START RECORDS TO USE
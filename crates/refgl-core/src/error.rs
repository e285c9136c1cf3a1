//! # Error Handling
//!
//! Two error families live here:
//! - [`GlError`]: the GL error kinds a context latches in its sticky slot
//! - [`FormatError`]: failures at the format-mapping seam

use core::fmt;

use crate::enums::*;
use crate::types::GLenum;

// =============================================================================
// RESULT TYPE
// =============================================================================

/// Result type for format mapping
pub type Result<T> = core::result::Result<T, FormatError>;

// =============================================================================
// GL ERROR
// =============================================================================

/// GL error kind recorded by a context.
#[derive(Debug, Clone, Copy, PartialEq, Eq, Hash, Default)]
pub enum GlError {
    /// No error recorded
    #[default]
    NoError,
    /// An enum argument is outside its accepted set
    InvalidEnum,
    /// A numeric argument is out of range
    InvalidValue,
    /// The operation is not allowed in the current state
    InvalidOperation,
    /// Storage could not be allocated
    OutOfMemory,
}

impl GlError {
    /// GL error code
    pub const fn code(self) -> GLenum {
        match self {
            Self::NoError => GL_NO_ERROR,
            Self::InvalidEnum => GL_INVALID_ENUM,
            Self::InvalidValue => GL_INVALID_VALUE,
            Self::InvalidOperation => GL_INVALID_OPERATION,
            Self::OutOfMemory => GL_OUT_OF_MEMORY,
        }
    }

    /// Decode a GL error code
    pub const fn from_code(code: GLenum) -> Option<Self> {
        match code {
            GL_NO_ERROR => Some(Self::NoError),
            GL_INVALID_ENUM => Some(Self::InvalidEnum),
            GL_INVALID_VALUE => Some(Self::InvalidValue),
            GL_INVALID_OPERATION => Some(Self::InvalidOperation),
            GL_OUT_OF_MEMORY => Some(Self::OutOfMemory),
            _ => None,
        }
    }

    /// Whether this is an actual error
    pub const fn is_error(self) -> bool {
        !matches!(self, Self::NoError)
    }
}

impl fmt::Display for GlError {
    fn fmt(&self, f: &mut fmt::Formatter<'_>) -> fmt::Result {
        match self {
            Self::NoError => write!(f, "GL_NO_ERROR"),
            Self::InvalidEnum => write!(f, "GL_INVALID_ENUM"),
            Self::InvalidValue => write!(f, "GL_INVALID_VALUE"),
            Self::InvalidOperation => write!(f, "GL_INVALID_OPERATION"),
            Self::OutOfMemory => write!(f, "GL_OUT_OF_MEMORY"),
        }
    }
}

// =============================================================================
// FORMAT ERROR
// =============================================================================

/// Format mapping failure
#[derive(Debug, Clone, Copy, PartialEq, Eq)]
pub enum FormatError {
    /// Internal format enum has no generic equivalent
    UnknownInternalFormat(GLenum),
    /// Transfer format/type pair has no generic equivalent
    UnknownTransferFormat {
        /// Pixel format enum
        format: GLenum,
        /// Data type enum
        data_type: GLenum,
    },
    /// Generic format cannot be expressed as a transfer format
    NoTransferFormat,
    /// Generic format cannot be expressed as a sized internal format
    NoInternalFormat,
}

impl fmt::Display for FormatError {
    fn fmt(&self, f: &mut fmt::Formatter<'_>) -> fmt::Result {
        match self {
            Self::UnknownInternalFormat(format) => {
                write!(f, "unknown internal format 0x{:04x}", format)
            }
            Self::UnknownTransferFormat { format, data_type } => write!(
                f,
                "unknown transfer format 0x{:04x} / type 0x{:04x}",
                format, data_type
            ),
            Self::NoTransferFormat => write!(f, "no matching transfer format"),
            Self::NoInternalFormat => write!(f, "no matching internal format"),
        }
    }
}

#[cfg(feature = "std")]
impl std::error::Error for FormatError {}

#[cfg(test)]
mod tests {
    use super::*;

    #[test]
    fn test_error_codes() {
        assert_eq!(GlError::InvalidEnum.code(), 0x0500);
        assert_eq!(GlError::InvalidValue.code(), 0x0501);
        assert_eq!(GlError::InvalidOperation.code(), 0x0502);
        assert_eq!(GlError::from_code(0x0502), Some(GlError::InvalidOperation));
        assert_eq!(GlError::from_code(0x0505), Some(GlError::OutOfMemory));
        assert_eq!(GlError::from_code(0x0503), None);
        assert!(!GlError::NoError.is_error());
    }
}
END RECORDS TO USE
**GOAL OF THE EXERCISE:** Return a copy of each line in the entries that contains "NoError".

**YOUR RESPONSE:**
    NoError,
            Self::NoError => GL_NO_ERROR,
            GL_NO_ERROR => Some(Self::NoError),
        !matches!(self, Self::NoError)
            Self::NoError => write!(f, "GL_NO_ERROR"),
        assert!(!GlError::NoError.is_error());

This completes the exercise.